Caveolin-1 and Sox-2 are Predictive Biomarkers of Cetuximab Response in Head and Neck Cancer

Expression analysis (RNA-seq) and RPPA data (see publication) of head and neck cancer patient-derived xenographs (PDXs) revealed Sox-2 and Cav-1 expression to be biomarker determinants of head and neck cancer patient tumor response to cetuximab (EGFR inhibitor) treatment. Overall design: Total RNA was extracted from 69 whole PDX tumors using the RNAeasy kit (Qiagen) following manufacturer's instructions (only 65 were retained for downstream analyses). Total RNA was enriched for poly-A transcripts and sequenced using the NovaSeq 6000 platform (100PE) at the QB3-Berkeley Genomics center at UC Berkeley. Following sequencing, the unaligned reads contained a mix of human stroma, mouse germline, viral and ostensibly other sequences.
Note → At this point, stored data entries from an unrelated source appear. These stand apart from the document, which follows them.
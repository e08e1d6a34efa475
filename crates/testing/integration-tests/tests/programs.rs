//! Runs every program in `test-programs/` and checks its expected globals

use integration_tests::{programs_in, test_programs_dir};

#[test]
fn test_all_programs() {
    let programs = programs_in(&test_programs_dir()).unwrap();
    assert!(!programs.is_empty(), "no programs in {:?}", test_programs_dir());

    let mut failures = Vec::new();
    for program in &programs {
        assert!(
            !program.expectations.is_empty(),
            "{} has no expectations",
            program.path.display()
        );
        if let Err(error) = program.check() {
            failures.push(format!("{error:#}"));
        }
    }
    assert!(failures.is_empty(), "failing programs:\n{}", failures.join("\n"));
}

#[test]
fn test_expectation_headers() {
    let program = integration_tests::Program::new(
        "inline.sr",
        "# expect: x = 1\n# expect: s = \"a = b\"\nx = 1\n",
    )
    .unwrap();
    assert_eq!(
        program.expectations,
        vec![
            ("x".to_string(), "1".to_string()),
            ("s".to_string(), "\"a = b\"".to_string()),
        ]
    );
    assert!(integration_tests::Program::new("bad.sr", "# expect: nothing\n").is_err());
}

#[test]
fn test_mismatch_is_reported() {
    let program = integration_tests::Program::new("wrong.sr", "# expect: x = 2\nx = 1\n").unwrap();
    let error = program.check().unwrap_err();
    assert!(error.to_string().contains("`x` is 1, expected 2"));
}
Hence, prior to mapping to human reference and expression counting, reads were classified to a probable source. For convenience, each sample had been previously split between two fastq files. Adapters were trimmed and reads failing QC removed using fastp (v0.20.0). Reads were classified as "human," "mouse," "both," "neither" and "ambiguous" using Xenome (v1.0.0), a k-mer index based pseudoaligner, with each sample's split files classified independently of each other. Only reads classified as uniquely human progressed to the human expression pipeline. Uniquely human reads were merged into a single fastq file for each sample and next aligned against a ribosomal reference using bwa, removing rRNA matches. Finally, remaining reads were mapped against an Ensembl GRCh38.90 reference. Expression counts were estimated using RSEM (v1.3.1) (see processed TPM file).